Top of Dataset

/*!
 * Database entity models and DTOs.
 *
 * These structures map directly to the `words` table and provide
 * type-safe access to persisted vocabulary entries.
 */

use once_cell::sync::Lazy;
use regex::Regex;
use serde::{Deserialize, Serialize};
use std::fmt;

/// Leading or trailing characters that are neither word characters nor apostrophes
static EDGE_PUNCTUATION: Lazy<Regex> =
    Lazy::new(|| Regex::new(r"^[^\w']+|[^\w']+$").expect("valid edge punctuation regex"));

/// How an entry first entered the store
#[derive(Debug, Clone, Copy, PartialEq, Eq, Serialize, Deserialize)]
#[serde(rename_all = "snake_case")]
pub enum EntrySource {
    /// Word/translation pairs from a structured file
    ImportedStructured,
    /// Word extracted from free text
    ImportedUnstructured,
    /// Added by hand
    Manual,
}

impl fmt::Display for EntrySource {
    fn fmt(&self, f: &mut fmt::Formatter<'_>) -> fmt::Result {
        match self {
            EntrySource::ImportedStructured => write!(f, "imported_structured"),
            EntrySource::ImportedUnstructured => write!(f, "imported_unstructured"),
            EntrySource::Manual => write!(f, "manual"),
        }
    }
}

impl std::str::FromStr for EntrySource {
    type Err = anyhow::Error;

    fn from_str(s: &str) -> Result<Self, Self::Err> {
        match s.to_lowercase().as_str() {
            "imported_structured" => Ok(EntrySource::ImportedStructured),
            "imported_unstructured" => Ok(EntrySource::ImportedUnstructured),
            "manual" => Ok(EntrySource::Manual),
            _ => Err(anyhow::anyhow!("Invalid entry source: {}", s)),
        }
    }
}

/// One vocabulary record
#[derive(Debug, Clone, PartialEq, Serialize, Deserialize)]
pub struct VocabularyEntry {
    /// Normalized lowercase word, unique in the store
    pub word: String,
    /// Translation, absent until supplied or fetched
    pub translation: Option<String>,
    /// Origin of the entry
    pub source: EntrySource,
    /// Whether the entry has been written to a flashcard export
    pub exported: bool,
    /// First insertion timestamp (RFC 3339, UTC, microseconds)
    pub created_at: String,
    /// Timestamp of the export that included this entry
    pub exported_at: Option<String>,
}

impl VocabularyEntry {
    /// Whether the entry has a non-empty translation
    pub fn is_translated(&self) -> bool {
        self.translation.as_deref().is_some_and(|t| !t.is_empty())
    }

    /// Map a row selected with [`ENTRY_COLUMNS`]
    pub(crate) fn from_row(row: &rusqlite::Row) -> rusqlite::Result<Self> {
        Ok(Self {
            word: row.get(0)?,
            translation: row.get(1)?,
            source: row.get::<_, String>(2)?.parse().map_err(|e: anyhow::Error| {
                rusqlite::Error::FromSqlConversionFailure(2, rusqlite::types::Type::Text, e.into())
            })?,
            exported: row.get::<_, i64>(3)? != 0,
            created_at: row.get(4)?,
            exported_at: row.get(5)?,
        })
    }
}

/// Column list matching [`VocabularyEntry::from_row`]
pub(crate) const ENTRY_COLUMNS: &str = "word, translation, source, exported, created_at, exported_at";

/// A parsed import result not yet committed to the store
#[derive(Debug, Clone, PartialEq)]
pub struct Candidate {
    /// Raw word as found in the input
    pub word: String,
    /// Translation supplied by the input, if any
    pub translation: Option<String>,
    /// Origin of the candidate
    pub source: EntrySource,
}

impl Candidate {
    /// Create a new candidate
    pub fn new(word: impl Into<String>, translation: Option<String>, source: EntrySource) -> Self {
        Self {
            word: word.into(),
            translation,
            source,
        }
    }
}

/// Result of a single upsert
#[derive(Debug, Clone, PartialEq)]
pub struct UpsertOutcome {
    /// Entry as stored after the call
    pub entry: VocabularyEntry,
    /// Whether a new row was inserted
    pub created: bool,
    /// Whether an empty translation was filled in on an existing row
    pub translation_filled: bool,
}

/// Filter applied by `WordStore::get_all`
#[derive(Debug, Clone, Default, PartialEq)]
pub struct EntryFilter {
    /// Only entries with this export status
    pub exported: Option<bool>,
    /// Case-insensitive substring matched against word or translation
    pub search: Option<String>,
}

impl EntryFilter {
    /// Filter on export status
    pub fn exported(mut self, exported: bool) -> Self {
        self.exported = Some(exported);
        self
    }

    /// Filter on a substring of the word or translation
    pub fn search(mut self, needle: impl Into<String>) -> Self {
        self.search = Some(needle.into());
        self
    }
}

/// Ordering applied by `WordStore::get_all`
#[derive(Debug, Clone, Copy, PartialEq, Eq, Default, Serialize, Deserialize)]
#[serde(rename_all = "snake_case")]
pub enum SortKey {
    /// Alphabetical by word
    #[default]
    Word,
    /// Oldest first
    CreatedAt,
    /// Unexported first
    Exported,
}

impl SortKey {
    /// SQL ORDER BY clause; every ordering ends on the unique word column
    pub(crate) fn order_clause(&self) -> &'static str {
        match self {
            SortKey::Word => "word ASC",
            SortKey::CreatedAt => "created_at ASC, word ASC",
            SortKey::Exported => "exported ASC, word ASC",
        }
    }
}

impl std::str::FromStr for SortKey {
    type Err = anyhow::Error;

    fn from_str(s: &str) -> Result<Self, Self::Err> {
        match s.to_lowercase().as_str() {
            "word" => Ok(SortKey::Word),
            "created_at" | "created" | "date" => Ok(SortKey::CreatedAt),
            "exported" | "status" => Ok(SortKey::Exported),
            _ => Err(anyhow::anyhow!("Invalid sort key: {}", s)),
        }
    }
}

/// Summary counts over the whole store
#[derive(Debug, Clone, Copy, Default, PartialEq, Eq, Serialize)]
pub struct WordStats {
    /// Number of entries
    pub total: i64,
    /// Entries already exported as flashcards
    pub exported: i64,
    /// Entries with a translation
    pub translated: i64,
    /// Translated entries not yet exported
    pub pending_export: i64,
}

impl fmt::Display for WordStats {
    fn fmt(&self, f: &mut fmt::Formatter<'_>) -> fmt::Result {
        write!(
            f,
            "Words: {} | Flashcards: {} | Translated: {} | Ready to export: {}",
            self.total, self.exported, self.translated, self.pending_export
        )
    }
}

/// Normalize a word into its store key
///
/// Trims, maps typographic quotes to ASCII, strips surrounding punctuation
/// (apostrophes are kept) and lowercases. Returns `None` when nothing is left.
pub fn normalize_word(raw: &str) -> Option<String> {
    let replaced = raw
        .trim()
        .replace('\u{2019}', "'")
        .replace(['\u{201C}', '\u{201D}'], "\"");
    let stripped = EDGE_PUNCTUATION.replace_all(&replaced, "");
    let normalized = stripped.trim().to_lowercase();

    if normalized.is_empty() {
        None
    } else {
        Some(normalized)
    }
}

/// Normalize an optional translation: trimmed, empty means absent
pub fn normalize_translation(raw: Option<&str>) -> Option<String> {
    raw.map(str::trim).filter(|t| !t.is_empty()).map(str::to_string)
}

Bottom of Dataset

Could you tally how many lines of the material above include the word "Display" and reply with only that count?

2